San Giorgio Maggiore ao anoitecer (1912) de Claude Monet Claude Monet, domínio público, via Wikimedia Commons

As influências da luz são importantes para a representação de Monet de um mosteiro italiano. Monet acreditava que Veneza era "demasiado magnífica para ser pintada", o que pode explicar o facto de ter regressado a Giverny, a sua terra natal em França, com muitos quadros incompletos. No entanto, já tinha abandonado o seu velho hábito de trabalhar a partir da vida, directamente em frente da cena. Em casa, trabalhou nas cenas venezianas e naO falecimento da sua mulher em 1911 parece ter influenciado a sua conclusão.
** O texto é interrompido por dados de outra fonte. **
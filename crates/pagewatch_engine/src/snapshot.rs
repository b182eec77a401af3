use scraper::{ElementRef, Html, Selector};

/// Rendered page content that can be queried with CSS selectors.
///
/// Holds the markup rather than a parsed tree so it can cross await points;
/// each query parses the document.
#[derive(Debug, Clone, PartialEq, Eq)]
pub struct Snapshot {
    url: String,
    html: String,
}

/// A selector could not be parsed or evaluated.
#[derive(Debug, Clone, PartialEq, Eq, thiserror::Error)]
#[error("invalid selector '{selector}': {message}")]
pub struct QueryError {
    pub selector: String,
    pub message: String,
}

/// Owned view of one matched element.
#[derive(Debug, Clone, PartialEq, Eq)]
pub struct Element {
    name: String,
    text: String,
    lines: Vec<String>,
    attributes: Vec<(String, String)>,
}

impl Snapshot {
    pub fn from_html(url: impl Into<String>, html: impl Into<String>) -> Self {
        Self {
            url: url.into(),
            html: html.into(),
        }
    }

    pub fn url(&self) -> &str {
        &self.url
    }

    /// All elements matching `selector`, in document order.
    pub fn select(&self, selector: &str) -> Result<Vec<Element>, QueryError> {
        let selector = parse_selector(selector)?;
        let doc = Html::parse_document(&self.html);
        Ok(doc.select(&selector).map(Element::from_ref).collect())
    }

    /// For each element matching `outer`, its first descendant matching `inner`.
    ///
    /// Outer matches without such a descendant are left out.
    pub fn select_within(&self, outer: &str, inner: &str) -> Result<Vec<Element>, QueryError> {
        let outer = parse_selector(outer)?;
        let inner = parse_selector(inner)?;
        let doc = Html::parse_document(&self.html);
        Ok(doc
            .select(&outer)
            .filter_map(|row| row.select(&inner).next())
            .map(Element::from_ref)
            .collect())
    }

    pub fn body(&self) -> Option<Element> {
        self.select("body").ok()?.into_iter().next()
    }
}

impl Element {
    fn from_ref(element: ElementRef<'_>) -> Self {
        let chunks = visible_text(element);
        let text = collapse_whitespace(&chunks.join(" "));
        let lines = chunks
            .iter()
            .flat_map(|chunk| chunk.lines())
            .map(str::trim)
            .filter(|line| !line.is_empty())
            .map(ToOwned::to_owned)
            .collect();
        let attributes = element
            .value()
            .attrs()
            .map(|(name, value)| (name.to_string(), value.to_string()))
            .collect();
        Self {
            name: element.value().name().to_string(),
            text,
            lines,
            attributes,
        }
    }

    pub fn name(&self) -> &str {
        &self.name
    }

    /// Visible text with runs of whitespace collapsed to single spaces.
    pub fn text(&self) -> &str {
        &self.text
    }

    /// Visible text split into trimmed, non-empty lines.
    pub fn lines(&self) -> &[String] {
        &self.lines
    }

    pub fn attr(&self, name: &str) -> Option<&str> {
        self.attributes
            .iter()
            .find(|(key, _)| key.eq_ignore_ascii_case(name))
            .map(|(_, value)| value.as_str())
    }

    /// Value of a style property as declared on the element.
    ///
    /// Static markup has no cascade, so the inline declaration stands in for
    /// the computed style.
    pub fn style_property(&self, property: &str) -> Option<&str> {
        self.attr("style")?
            .split(';')
            .filter_map(|decl| decl.split_once(':'))
            .find(|(name, _)| name.trim().eq_ignore_ascii_case(property))
            .map(|(_, value)| value.trim())
            .filter(|value| !value.is_empty())
    }
}

/// Locators inside every `url(...)` of a CSS value, quotes removed.
pub fn css_urls(value: &str) -> Vec<String> {
    let mut urls = Vec::new();
    let mut rest = value;
    while let Some(start) = rest.find("url(") {
        let after = &rest[start + 4..];
        let Some(end) = after.find(')') else {
            break;
        };
        let locator = after[..end].trim().trim_matches(['"', '\'']).trim();
        if !locator.is_empty() {
            urls.push(locator.to_string());
        }
        rest = &after[end + 1..];
    }
    urls
}

fn parse_selector(selector: &str) -> Result<Selector, QueryError> {
    Selector::parse(selector).map_err(|err| QueryError {
        selector: selector.to_string(),
        message: err.to_string(),
    })
}

fn visible_text(element: ElementRef<'_>) -> Vec<String> {
    element
        .descendants()
        .filter_map(|node| {
            let text = node.value().as_text()?;
            let hidden = node
                .parent()
                .and_then(|parent| parent.value().as_element().map(|el| el.name()))
                .is_some_and(|name| matches!(name, "script" | "style" | "noscript" | "template"));
            (!hidden).then(|| text.to_string())
        })
        .collect()
}

fn collapse_whitespace(text: &str) -> String {
    text.split_whitespace().collect::<Vec<_>>().join(" ")
}
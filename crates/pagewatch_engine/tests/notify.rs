use std::time::Duration;

use pagewatch_engine::{Notifier, NotifyError, NotifySettings, ServerChanNotifier};
use wiremock::matchers::{body_string_contains, method, path};
use wiremock::{Mock, MockServer, ResponseTemplate};

fn settings(server: &MockServer, timeout: Duration) -> NotifySettings {
    NotifySettings {
        base_url: server.uri(),
        timeout,
    }
}

#[tokio::test]
async fn posts_title_and_body_as_form() {
    let server = MockServer::start().await;
    Mock::given(method("POST"))
        .and(path("/SCT123.send"))
        .and(body_string_contains("title=Page+changed"))
        .and(body_string_contains("desp=2.png"))
        .respond_with(ResponseTemplate::new(200).set_body_string("{\"code\":0}"))
        .expect(1)
        .mount(&server)
        .await;

    let notifier =
        ServerChanNotifier::new("SCT123", settings(&server, Duration::from_secs(5))).unwrap();
    notifier.send("Page changed", "2.png").await.expect("delivered");
}

#[tokio::test]
async fn error_status_is_a_delivery_failure() {
    let server = MockServer::start().await;
    Mock::given(method("POST"))
        .respond_with(ResponseTemplate::new(500))
        .mount(&server)
        .await;

    let notifier =
        ServerChanNotifier::new("SCT123", settings(&server, Duration::from_secs(5))).unwrap();
    let err = notifier.send("t", "b").await.unwrap_err();
    assert_eq!(err, NotifyError::Status(500));
}

#[tokio::test]
async fn slow_endpoint_times_out() {
    let server = MockServer::start().await;
    Mock::given(method("POST"))
        .respond_with(ResponseTemplate::new(200).set_delay(Duration::from_millis(300)))
        .mount(&server)
        .await;

    let notifier =
        ServerChanNotifier::new("SCT123", settings(&server, Duration::from_millis(50))).unwrap();
    let err = notifier.send("t", "b").await.unwrap_err();
    assert_eq!(err, NotifyError::Timeout);
}

#[test]
fn blank_key_is_rejected() {
    let err = ServerChanNotifier::new("  ", NotifySettings::default()).unwrap_err();
    assert_eq!(err, NotifyError::MissingKey);
}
Pôr-do-sol, Long Island (1939) de Georgia O'Keeffe

Artista Georgia O'Keeffe (1887 - 1986)
Data de conclusão 1939
Médio Óleo sobre tela
Dimensões (cm) 25 x 36
Localização actual Museu de Arte Moderna Amon Carter, Fort Worth, Texas, EUA

Georgia O'Keeffe, considerada a Mãe do Modernismo na América, é mais conhecida pelas suas obras de arranha-céus de Nova Iorque, flores ampliadas e paisagens do Novo México. Um dos seus principais objectivos era abstrair o ambiente natural, numa tentativa de o tornar mais atraente, e o seu trabalho é frequentemente identificado com o desenvolvimento de paisagens abstractas.
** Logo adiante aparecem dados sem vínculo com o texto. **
// Copyright (C) 2026  Caprica Software Limited
//
// This program is free software: you can redistribute it and/or modify
// it under the terms of the GNU General Public License as published by
// the Free Software Foundation, either version 3 of the License, or
// (at your option) any later version.
//
// This program is distributed in the hope that it will be useful,
// but WITHOUT ANY WARRANTY; without even the implied warranty of
// MERCHANTABILITY or FITNESS FOR A PARTICULAR PURPOSE.  See the
// GNU General Public License for more details.
//
// You should have received a copy of the GNU General Public License
// along with this program.  If not, see <https://www.gnu.org/licenses/>.

//! Bounded pool of download worker threads.
//!
//! Jobs are pulled from a shared queue by a fixed number of threads. Each
//! worker reports back over a single result channel, first when it starts a
//! job and again when the job settles, so the collecting side can bound how
//! long it waits for any one download.
//!
//! A worker stuck in a download can be retired. It is replaced at once and
//! exits as soon as its download returns, so the pool keeps its size.
//!
//! Workers never touch the download history, they only report outcomes.

use std::{
    collections::HashMap,
    fs,
    path::PathBuf,
    sync::{
        Arc,
        atomic::{AtomicBool, Ordering},
        mpsc::{self, Receiver, RecvTimeoutError, Sender},
    },
    thread,
    time::Duration,
};

use tracing::{debug, warn};

use crate::client::{CatalogClient, ClientResult, Quality};

/// A single track download.
#[derive(Debug, Clone)]
pub(crate) struct DownloadJob {
    /// Run-wide sequence number, used to match results to jobs.
    pub seq: usize,
    pub track_id: u64,
    pub destination: PathBuf,
}

#[derive(Debug)]
pub(crate) enum WorkerMessage {
    Started {
        seq: usize,
        worker: usize,
    },
    Finished {
        seq: usize,
        result: ClientResult<PathBuf>,
    },
    /// The job was dequeued after cancellation and never run.
    Cancelled {
        seq: usize,
    },
}

pub(crate) struct WorkerPool {
    job_tx: crossbeam_channel::Sender<DownloadJob>,
    job_rx: crossbeam_channel::Receiver<DownloadJob>,
    result_tx: Sender<WorkerMessage>,
    result_rx: Receiver<WorkerMessage>,
    client: Arc<dyn CatalogClient>,
    quality: Quality,
    cancel: Arc<AtomicBool>,
    /// Retirement flag of every live worker, by worker number.
    workers: HashMap<usize, Arc<AtomicBool>>,
    next_worker: usize,
}

impl WorkerPool {
    /// Spawns `size` worker threads (at least one).
    ///
    /// Threads exit once the pool is dropped and the queue drains. A worker
    /// stuck in a download is never joined.
    pub(crate) fn spawn(
        size: usize,
        client: Arc<dyn CatalogClient>,
        quality: Quality,
        cancel: Arc<AtomicBool>,
    ) -> Self {
        let (job_tx, job_rx) = crossbeam_channel::unbounded::<DownloadJob>();
        let (result_tx, result_rx) = mpsc::channel();

        let mut pool = Self {
            job_tx,
            job_rx,
            result_tx,
            result_rx,
            client,
            quality,
            cancel,
            workers: HashMap::new(),
            next_worker: 0,
        };

        for _ in 0..size.max(1) {
            pool.spawn_worker();
        }

        pool
    }

    fn spawn_worker(&mut self) {
        let n = self.next_worker;
        self.next_worker += 1;

        let job_rx = self.job_rx.clone();
        let result_tx = self.result_tx.clone();
        let client = Arc::clone(&self.client);
        let cancel = Arc::clone(&self.cancel);
        let quality = self.quality;
        let retired = Arc::new(AtomicBool::new(false));
        let worker_retired = Arc::clone(&retired);

        let spawned = thread::Builder::new()
            .name(format!("download-{n}"))
            .spawn(move || {
                let worker = Worker {
                    id: n,
                    client: client.as_ref(),
                    quality,
                    cancel: &cancel,
                    retired: &worker_retired,
                };
                worker.run(job_rx, result_tx);
            });

        match spawned {
            Ok(_) => {
                self.workers.insert(n, retired);
            }
            Err(e) => warn!("Failed to spawn download worker {}: {}", n, e),
        }
    }

    /// Gives up on `worker` and starts a fresh thread in its place.
    ///
    /// The retired thread finishes the download it is stuck in, reports it
    /// and exits without taking another job.
    pub(crate) fn replace_worker(&mut self, worker: usize) {
        if let Some(retired) = self.workers.remove(&worker) {
            retired.store(true, Ordering::SeqCst);
            debug!("Retired download worker {}", worker);
            self.spawn_worker();
        }
    }

    /// Queues a job. Returns `false` if no worker is left to run it.
    pub(crate) fn submit(&self, job: DownloadJob) -> bool {
        !self.workers.is_empty() && self.job_tx.send(job).is_ok()
    }

    /// Waits up to `timeout` for the next message from any worker.
    pub(crate) fn next_message(
        &self,
        timeout: Duration,
    ) -> Result<WorkerMessage, RecvTimeoutError> {
        self.result_rx.recv_timeout(timeout)
    }
}

struct Worker<'a> {
    id: usize,
    client: &'a dyn CatalogClient,
    quality: Quality,
    cancel: &'a AtomicBool,
    retired: &'a AtomicBool,
}

impl Worker<'_> {
    fn run(
        &self,
        job_rx: crossbeam_channel::Receiver<DownloadJob>,
        result_tx: Sender<WorkerMessage>,
    ) {
        while !self.retired.load(Ordering::SeqCst) {
            let Ok(job) = job_rx.recv() else {
                break;
            };
            let seq = job.seq;

            if self.cancel.load(Ordering::SeqCst) {
                if result_tx.send(WorkerMessage::Cancelled { seq }).is_err() {
                    break;
                }
                continue;
            }

            let started = WorkerMessage::Started {
                seq,
                worker: self.id,
            };
            if result_tx.send(started).is_err() {
                break;
            }

            let result = self.run_job(&job);

            if result_tx.send(WorkerMessage::Finished { seq, result }).is_err() {
                break;
            }
        }
    }

    /// Downloads one track into its destination directory.
    ///
    /// Several workers may target the same directory at once, creating it is
    /// idempotent.
    fn run_job(&self, job: &DownloadJob) -> ClientResult<PathBuf> {
        fs::create_dir_all(&job.destination)?;
        self.client
            .download_track(job.track_id, &job.destination, self.quality)
    }
}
É o caso desta pintura, que retrata o sol a descer na água do rio Hudson, utilizando superfícies básicas e planas, quase monocromáticas.

Pôr-do-sol do Norte (1988) de David Hockney

Artista David Hockney (1937 - Actual)
Data de conclusão 1988
Médio Óleo sobre tela
Dimensões (cm) 91 x 122
Localização actual Museu de Arte Moderna, Nova Iorque, EUA

David Hockney, outro artista interessado na abstracção da natureza, apresenta uma representação invulgarmente extravagante do sol da meia-noite na Noruega. Apesar do local gelado, esta pintura de um pôr-do-sol exala o calor do sol e a sua entrada espectacular no lago azul profundo.

Esta pintura, juntamente com outras obras que mostram as vistas estranhamente coloridas e enormes de Hockney, é talvez a peça central da sua obra.

David Hockney, amplamente considerado como um dos mais proeminentes pintores britânicos do século XX, acolheu constantemente as mudanças de tema e de estilo que o seu trabalho lhe impôs e, como tal, encorajou sempre a liberdade e a singularidade.

Com isto, concluímos a nossa lista de pinturas famosas do pôr-do-sol. Cada pintura de um pôr-do-sol nesta lista mostra como vários artistas abordam o mesmo assunto de formas tão únicas. Desde obras mais naturalistas a impressionistas, e até mesmo paisagens abstractas, os pores-do-sol há muito que cativam tanto os artistas como os amantes da arte.

Perguntas mais frequentes

Porque é que os artistas criam obras de arte ao pôr-do-sol?

Os pores-do-sol são óptimos para os artistas praticarem as suas várias capacidades de mistura de cores e a capacidade de retratar a natureza. Cada artista também acrescenta a sua própria interpretação única da forma como vê as cores do pôr-do-sol. Muitas vezes, podemos até ter um vislumbre do espaço mental do artista quando produziu a pintura.

Porque é que a maioria das pinturas do pôr-do-sol são sobre o oceano?

O oceano é sempre o melhor local para ver o pôr-do-sol antes de este se afundar no horizonte. A superfície da água também reflecte as cores do pôr-do-sol, algo que os artistas adoram tentar captar. O pôr-do-sol faz parte da arte da paisagem, que sempre foi popular entre os pintores.

John Williams

John Williams é um artista experiente, escritor e educador de arte. Ele obteve seu diploma de bacharel em Belas Artes pelo Pratt Institute na cidade de Nova York e, mais tarde, fez seu mestrado em Belas Artes na Universidade de Yale. Por mais de uma década, ele ensinou arte para alunos de todas as idades em vários ambientes educacionais. Williams exibiu suas obras de arte em galerias nos Estados Unidos e recebeu vários prêmios e bolsas por seu trabalho criativo. Além de suas atividades artísticas, Williams também escreve sobre temas relacionados à arte e ministra workshops sobre história e teoria da arte. Ele é apaixonado por encorajar os outros a se expressarem através da arte e acredita que todos têm capacidade para a criatividade.